I mean, I love it when I give a treatment and the person just blisses out and becomes totally relaxed. I love that. And at the same time, I've treated people who got very emotional, wept, got afraid, had experiences, or greater physical pain. And I was able to hold the space for the person.
Let's just take pain as an example. Treating a shoulder because the person has a chronic shoulder problem, and when I treat it, it hurts more. I see that that's happening: their eyes are getting a little big or something. So I say, "Well, how does that feel?" "I'm feeling more pain." "Okay, so that's good because your body is really taking in the Reiki, and it's okay. If it's too intense for you and want me to stop, I'll pull my hands from this position and work around it. But if you can be with it, it's going to be good."
Often at the end of treating that position, when I take my hands away, it feels better than it ever has for a long time. Those experiences with Hawayo Takata gave me a way to hold, let me be comfortable, and then communicate that to the person I'm treating.
DIR: It brings to mind the Reiki Precept, "Do not worry." But we always worry in sessions. You said that with her presence as a teacher, she already gave you everything you needed. That is such a beautiful statement. But she also made you practice a lot. According to you, she was a little bit of a drill Sergeant. Can you talk about the importance of practice?
PM: I learned afterward that her way of teaching was very Japanese. You go to the master and just pay attention. She gave no written materials. All of us Americans showed up with our notebooks, and she said, "Put them away. No notes, watch my hands." You had to be present.
She communicated mostly energetically. It just went in. She was open to questions, but she taught this beginning class to the sense of what the beginning student needs to know? So if somebody came up with some experience was maybe kind of out there, she just said, "Oh, fantasy," and, "Practice, practice, practice." She said that all the time, three times: "Practice, practice, practice." The first evening she taught us how to treat ourselves. She would say, "Reiki is, first of all, for yourself, treat yourself every day and then naturally your family and your friends and anybody else who comes to you." But that was the order.
[I had tried other] things for a while that were very interesting, but they always dropped away. But after my first year of having my first degree, I looked back and realized that I had treated myself every single day. One of her teachings was, "Reiki will teach you." Well, it was clear to me that the learning environment, the classroom of Reiki teaching, was when I was doing Reiki for myself, for others.

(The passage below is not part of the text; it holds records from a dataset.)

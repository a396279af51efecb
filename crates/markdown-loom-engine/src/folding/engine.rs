use std::collections::HashMap;

use serde::Serialize;

use crate::editing::snapshot::{DocSnapshot, Revision};
use crate::parsing::blocks::{FenceTracker, kinds::Heading};

/// Documents longer than this get no folds at all.
pub const DEFAULT_MAX_LINES: usize = 10_000;

/// The collapsible part of a heading's section.
///
/// `from` is the end of the heading line, so the heading itself stays
/// visible; `to` is the end of `last_line`.
#[derive(Debug, Clone, Copy, PartialEq, Eq, Serialize)]
pub struct FoldRange {
    pub heading_line: usize,
    pub level: u8,
    pub from: usize,
    pub to: usize,
    pub last_line: usize,
}

/// Heading-subtree fold queries, memoized per revision.
#[derive(Debug, Clone)]
pub struct FoldEngine {
    max_lines: usize,
    key: Option<Revision>,
    cache: HashMap<usize, Option<FoldRange>>,
}

impl Default for FoldEngine {
    fn default() -> Self {
        Self::new(DEFAULT_MAX_LINES)
    }
}

impl FoldEngine {
    pub fn new(max_lines: usize) -> Self {
        Self {
            max_lines,
            key: None,
            cache: HashMap::new(),
        }
    }

    pub fn max_lines(&self) -> usize {
        self.max_lines
    }

    pub fn cached(&self) -> usize {
        self.cache.len()
    }

    /// The fold range of the heading on `line`, or `None` when the line is
    /// not a heading, the section is empty, or the document is over the
    /// size limit.
    pub fn fold_range(
        &mut self,
        snapshot: &DocSnapshot,
        fences: &FenceTracker,
        line: usize,
    ) -> Option<FoldRange> {
        if snapshot.line_count() > self.max_lines {
            return None;
        }
        self.sync(snapshot);
        if let Some(hit) = self.cache.get(&line) {
            return *hit;
        }
        let range = compute(snapshot, fences, line);
        self.cache.insert(line, range);
        range
    }

    /// Every heading that has something to fold, in document order.
    ///
    /// One pass with a stack of open sections; fills the cache for all
    /// headings on the way.
    pub fn foldable_headings(
        &mut self,
        snapshot: &DocSnapshot,
        fences: &FenceTracker,
    ) -> Vec<FoldRange> {
        let count = snapshot.line_count();
        if count > self.max_lines {
            return Vec::new();
        }
        self.sync(snapshot);

        let mut open: Vec<(usize, u8)> = Vec::new();
        let mut closed: Vec<(usize, u8, usize)> = Vec::new();
        for (number, level) in headings(snapshot, fences, 1) {
            while let Some(&(start, lvl)) = open.last() {
                if lvl < level {
                    break;
                }
                open.pop();
                closed.push((start, lvl, number - 1));
            }
            open.push((number, level));
        }
        closed.extend(open.into_iter().map(|(start, lvl)| (start, lvl, count)));
        closed.sort_unstable();

        let mut out = Vec::new();
        for (start, level, last) in closed {
            let range = make_range(snapshot, start, level, last);
            self.cache.insert(start, range);
            out.extend(range);
        }
        out
    }

    fn sync(&mut self, snapshot: &DocSnapshot) {
        let key = snapshot.revision();
        if self.key != Some(key) {
            if !self.cache.is_empty() {
                log::debug!("fold cache cleared ({} entries)", self.cache.len());
            }
            self.cache.clear();
            self.key = Some(key);
        }
    }
}

/// Headings at or after `from_line`, skipping anything inside a fence.
fn headings<'a>(
    snapshot: &'a DocSnapshot,
    fences: &'a FenceTracker,
    from_line: usize,
) -> impl Iterator<Item = (usize, u8)> + 'a {
    snapshot
        .lines(from_line, snapshot.line_count())
        .filter(move |l| fences.fence_containing(l.number).is_none())
        .filter_map(|l| Heading::parse(&l.text).map(|h| (l.number, h.level)))
}

fn compute(snapshot: &DocSnapshot, fences: &FenceTracker, line: usize) -> Option<FoldRange> {
    if fences.fence_containing(line).is_some() {
        return None;
    }
    let level = Heading::parse(&snapshot.line(line)?.text)?.level;
    let last = headings(snapshot, fences, line + 1)
        .find(|&(_, lvl)| lvl <= level)
        .map_or(snapshot.line_count(), |(n, _)| n - 1);
    make_range(snapshot, line, level, last)
}

fn make_range(snapshot: &DocSnapshot, line: usize, level: u8, last: usize) -> Option<FoldRange> {
    if last <= line {
        return None;
    }
    Some(FoldRange {
        heading_line: line,
        level,
        from: snapshot.line(line)?.to,
        to: snapshot.line(last)?.to,
        last_line: last,
    })
}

She defined Reiki as universal life energy or God power. Universal life energy was just a concept for me. God power I kind of got because I was having a lot of religious upbringings. That landed. But both grew on me. This is the energy of life, and it's not like I didn't have it. Everything is filled with life energy. It's not like Reiki is a new thing. It's just our awareness of it. That was part of the new thing of learning Reiki: "Oh, I have a conscious relationship with the energy of life." I put my hands on myself and another. In those relationships with self, with others, receiving treatment from others that the intimacy of connection with what Reiki was offering me grew and grew and grew and grew.

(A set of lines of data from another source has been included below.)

//! The decoration model handed to the rendering surface.

use std::collections::BTreeMap;

use serde::Serialize;

use crate::parsing::inline::InlineKind;
use crate::parsing::rope::Span;

/// Styling for a whole line.
#[derive(Debug, Clone, Copy, PartialEq, Eq, PartialOrd, Ord, Hash, Serialize)]
pub enum LineStyle {
    Heading { level: u8 },
    HorizontalRule,
    ListItem { indent: usize },
    Blockquote { depth: u8 },
    FenceMarker,
    FenceBody,
    /// A standalone bold line, numbered among all such lines.
    SectionTitle { ordinal: usize, total: usize },
}

/// Character styling for a range.
#[derive(Debug, Clone, Copy, PartialEq, Eq, PartialOrd, Ord, Hash, Serialize)]
pub enum MarkStyle {
    /// Literal syntax shown while the caret is inside its construct.
    RawSyntax,
    Code,
    Bold,
    Underline,
    Link,
    PageLink,
    Mention,
    Email,
    ListNumber,
    FenceInfo,
    /// Text of a checked checkbox item.
    Done,
}

impl MarkStyle {
    pub fn for_inline(kind: InlineKind) -> MarkStyle {
        match kind {
            InlineKind::Code => MarkStyle::Code,
            InlineKind::Bold | InlineKind::SectionTitle => MarkStyle::Bold,
            InlineKind::Underline => MarkStyle::Underline,
            InlineKind::Link => MarkStyle::Link,
            InlineKind::PageLink => MarkStyle::PageLink,
            InlineKind::Mention => MarkStyle::Mention,
            InlineKind::Email => MarkStyle::Email,
            InlineKind::Image | InlineKind::Date => MarkStyle::RawSyntax,
        }
    }
}

/// An inline element drawn in place of hidden text.
#[derive(Debug, Clone, PartialEq, Eq, PartialOrd, Ord, Hash, Serialize)]
pub enum Widget {
    Bullet { indent: usize },
    /// Carries its line so a click can toggle exactly that line.
    Checkbox { checked: bool, line: usize },
    HorizontalRule,
    Image { alt: String, url: String },
    Date { year: u16, month: u8, day: u8 },
}

#[derive(Debug, Clone, PartialEq, Eq, PartialOrd, Ord, Hash, Serialize)]
pub enum DecorationKind {
    /// Zero-width at the start of the line it styles.
    Line(LineStyle),
    /// Text drawn with zero width.
    Hide,
    Replace(Widget),
    Mark(MarkStyle),
}

impl DecorationKind {
    /// Tie-break at equal `from`: line styling, then replacements, then
    /// marks.
    pub fn rank(&self) -> u8 {
        match self {
            DecorationKind::Line(_) => 0,
            DecorationKind::Hide | DecorationKind::Replace(_) => 1,
            DecorationKind::Mark(_) => 2,
        }
    }

    /// Hide and replace take text out of the layout, so they may never
    /// overlap.
    pub fn is_replacing(&self) -> bool {
        self.rank() == 1
    }
}

/// Which construct instance a decoration belongs to, unique within one
/// decoration set.
#[derive(Debug, Clone, Copy, PartialEq, Eq, PartialOrd, Ord, Hash, Serialize)]
pub struct ConstructId(pub u32);

#[derive(Debug, Clone, PartialEq, Eq, Serialize)]
pub struct Decoration {
    pub from: usize,
    pub to: usize,
    pub kind: DecorationKind,
    pub construct: ConstructId,
}

impl Decoration {
    pub fn span(&self) -> Span {
        Span::new(self.from, self.to)
    }

    fn sort_key(&self) -> (usize, u8, usize, &DecorationKind) {
        (self.from, self.kind.rank(), self.to, &self.kind)
    }
}

/// Decorations for one update, ordered by `(from, rank, to, style)` with
/// no overlapping replace-kind ranges.
#[derive(Debug, Clone, Default, PartialEq, Eq, Serialize)]
pub struct DecorationSet {
    items: Vec<Decoration>,
}

impl DecorationSet {
    pub fn iter(&self) -> std::slice::Iter<'_, Decoration> {
        self.items.iter()
    }

    pub fn as_slice(&self) -> &[Decoration] {
        &self.items
    }

    pub fn len(&self) -> usize {
        self.items.len()
    }

    pub fn is_empty(&self) -> bool {
        self.items.is_empty()
    }

    /// Decorations starting inside `[from, to]`.
    pub fn starting_between(&self, from: usize, to: usize) -> &[Decoration] {
        let lo = self.items.partition_point(|d| d.from < from);
        let hi = self.items.partition_point(|d| d.from <= to);
        &self.items[lo..hi]
    }

    /// Checks the ordering and non-overlap contracts.
    pub fn is_consistent(&self) -> bool {
        let sorted = self
            .items
            .windows(2)
            .all(|w| w[0].sort_key() < w[1].sort_key());
        let mut last_end = 0;
        let disjoint = self.items.iter().filter(|d| d.kind.is_replacing()).all(|d| {
            let ok = d.from >= last_end;
            last_end = last_end.max(d.to);
            ok
        });
        sorted && disjoint
    }
}

impl<'a> IntoIterator for &'a DecorationSet {
    type Item = &'a Decoration;
    type IntoIter = std::slice::Iter<'a, Decoration>;

    fn into_iter(self) -> Self::IntoIter {
        self.items.iter()
    }
}

/// Decorations of one construct, accepted or rejected as a unit.
#[derive(Debug, Default)]
pub struct Construct {
    parts: Vec<(Span, DecorationKind)>,
}

impl Construct {
    pub fn new() -> Self {
        Self::default()
    }

    pub fn line(&mut self, line_start: usize, style: LineStyle) -> &mut Self {
        self.parts
            .push((Span::new(line_start, line_start), DecorationKind::Line(style)));
        self
    }

    pub fn hide(&mut self, span: Span) -> &mut Self {
        if !span.is_empty() {
            self.parts.push((span, DecorationKind::Hide));
        }
        self
    }

    pub fn replace(&mut self, span: Span, widget: Widget) -> &mut Self {
        self.parts.push((span, DecorationKind::Replace(widget)));
        self
    }

    pub fn mark(&mut self, span: Span, style: MarkStyle) -> &mut Self {
        if !span.is_empty() {
            self.parts.push((span, DecorationKind::Mark(style)));
        }
        self
    }

    pub fn is_empty(&self) -> bool {
        self.parts.is_empty()
    }
}

/// Collects constructs and enforces the set's contracts.
///
/// A construct whose replace-kind ranges collide with one already accepted
/// is dropped whole, so its text renders plain.
#[derive(Debug, Default)]
pub struct DecorationSetBuilder {
    items: Vec<Decoration>,
    /// Accepted replace-kind ranges, start -> end. Never overlapping.
    taken: BTreeMap<usize, usize>,
    next_id: u32,
    dropped: usize,
}

impl DecorationSetBuilder {
    pub fn new() -> Self {
        Self::default()
    }

    /// Returns false when the construct was dropped.
    pub fn push(&mut self, construct: Construct) -> bool {
        if construct.is_empty() {
            return true;
        }
        let replacing: Vec<Span> = construct
            .parts
            .iter()
            .filter(|(_, kind)| kind.is_replacing())
            .map(|(span, _)| *span)
            .collect();
        if replacing.iter().any(|s| self.collides(*s)) {
            self.dropped += 1;
            log::trace!("dropped construct with colliding ranges {replacing:?}");
            return false;
        }

        let id = ConstructId(self.next_id);
        self.next_id += 1;
        for span in replacing {
            self.taken.insert(span.start, span.end);
        }
        self.items
            .extend(construct.parts.into_iter().map(|(span, kind)| Decoration {
                from: span.start,
                to: span.end,
                kind,
                construct: id,
            }));
        true
    }

    fn collides(&self, span: Span) -> bool {
        // Accepted ranges are disjoint, so only the last one starting
        // before `span.end` can reach into it.
        self.taken
            .range(..span.end)
            .next_back()
            .is_some_and(|(_, &end)| end > span.start)
    }

    pub fn dropped(&self) -> usize {
        self.dropped
    }

    pub fn finish(mut self) -> DecorationSet {
        self.items.sort_by(|a, b| a.sort_key().cmp(&b.sort_key()));
        self.items
            .dedup_by(|b, a| a.from == b.from && a.to == b.to && a.kind == b.kind);
        DecorationSet { items: self.items }
    }
}

#[cfg(test)]
mod tests {
    use super::*;
    use pretty_assertions::assert_eq;

    fn hide(from: usize, to: usize) -> Construct {
        let mut c = Construct::new();
        c.hide(Span::new(from, to));
        c
    }

    #[test]
    fn orders_by_from_then_rank() {
        let mut b = DecorationSetBuilder::new();
        let mut c = Construct::new();
        c.mark(Span::new(2, 5), MarkStyle::Bold)
            .hide(Span::new(0, 2))
            .line(0, LineStyle::Heading { level: 1 });
        b.push(c);
        let set = b.finish();
        let kinds: Vec<_> = set.iter().map(|d| (d.from, d.kind.rank())).collect();
        assert_eq!(kinds, vec![(0, 0), (0, 1), (2, 2)]);
        assert!(set.is_consistent());
    }

    #[test]
    fn colliding_construct_is_dropped_whole() {
        let mut b = DecorationSetBuilder::new();
        assert!(b.push(hide(0, 4)));
        let mut late = Construct::new();
        late.hide(Span::new(6, 7))
            .hide(Span::new(3, 5))
            .mark(Span::new(5, 6), MarkStyle::Link);
        assert!(!b.push(late));
        assert_eq!(b.dropped(), 1);
        let set = b.finish();
        assert_eq!(set.len(), 1);
        assert!(set.is_consistent());
    }

    #[test]
    fn touching_ranges_do_not_collide() {
        let mut b = DecorationSetBuilder::new();
        assert!(b.push(hide(0, 2)));
        assert!(b.push(hide(2, 4)));
        assert!(b.push(hide(6, 8)));
        assert!(b.push(hide(4, 6)));
        assert!(!b.push(hide(5, 7)));
        assert!(b.finish().is_consistent());
    }

    #[test]
    fn marks_may_overlap() {
        let mut b = DecorationSetBuilder::new();
        let mut outer = Construct::new();
        outer.mark(Span::new(0, 10), MarkStyle::Bold);
        let mut inner = Construct::new();
        inner.mark(Span::new(2, 4), MarkStyle::Underline);
        assert!(b.push(outer));
        assert!(b.push(inner));
        assert_eq!(b.finish().len(), 2);
    }

    #[test]
    fn empty_ranges_are_not_decorated() {
        let mut c = Construct::new();
        c.hide(Span::new(3, 3)).mark(Span::new(1, 1), MarkStyle::Bold);
        assert!(c.is_empty());
    }

    #[test]
    fn starting_between_slices_by_offset() {
        let mut b = DecorationSetBuilder::new();
        b.push(hide(0, 1));
        b.push(hide(5, 6));
        b.push(hide(9, 10));
        let set = b.finish();
        let froms: Vec<_> = set.starting_between(1, 9).iter().map(|d| d.from).collect();
        assert_eq!(froms, vec![5, 9]);
    }
}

DIR: One thing that you said right now is that Reiki is a system to grow our conscious connection with universal energy. I think many people see Reiki as a type of energy and there is a lot of discussions like Reiki is not so powerful. There are more powerful energies. So what will you say to people who have this approach?
DM: It's a complicated question for me because what do I really know? What I really know is my experience and how I interpret my experience. Of course, there are all kinds of energies. Nuclear energy is very powerful. It has benefits and lots of destructive potentials. I know there are all kinds of levels of energy, but my experience from the very beginning, is that Reiki is the energy of life. I learned it as life energy. And at some point, I also speak about it as the energy of life. From whatever the source of that energy is. Who knows? Maybe it is eternal from a Buddhist perspective. Maybe it was created at some point from a Christian Judeo-Christian tradition. But for me, it is the energy of life, and it's also this energy of connection. I can put my hands on anything and feel the energy. So part of that for me is like, yes, this is the core of all of life. This is the stuff of life on the energetic level.
So, you know, [less] powerful, more powerful… those are interesting questions for a while. But, for me, they're not so interesting. Because for me, Reiki put me on a life path. What kind of path? Let's say a healing path. Well, what is healing? So, you work that question over and over and over again. I live with that question. What is healing? I go back to the Greek root, and it [means] wholeness. Okay. Wholeness. Well, what does it mean in my human being-ness to be whole? Well, there are lots of theories about that. And there are spiritual traditions that focus right on that: what does the meaning and purpose of your life? Why are you here? What are you working towards?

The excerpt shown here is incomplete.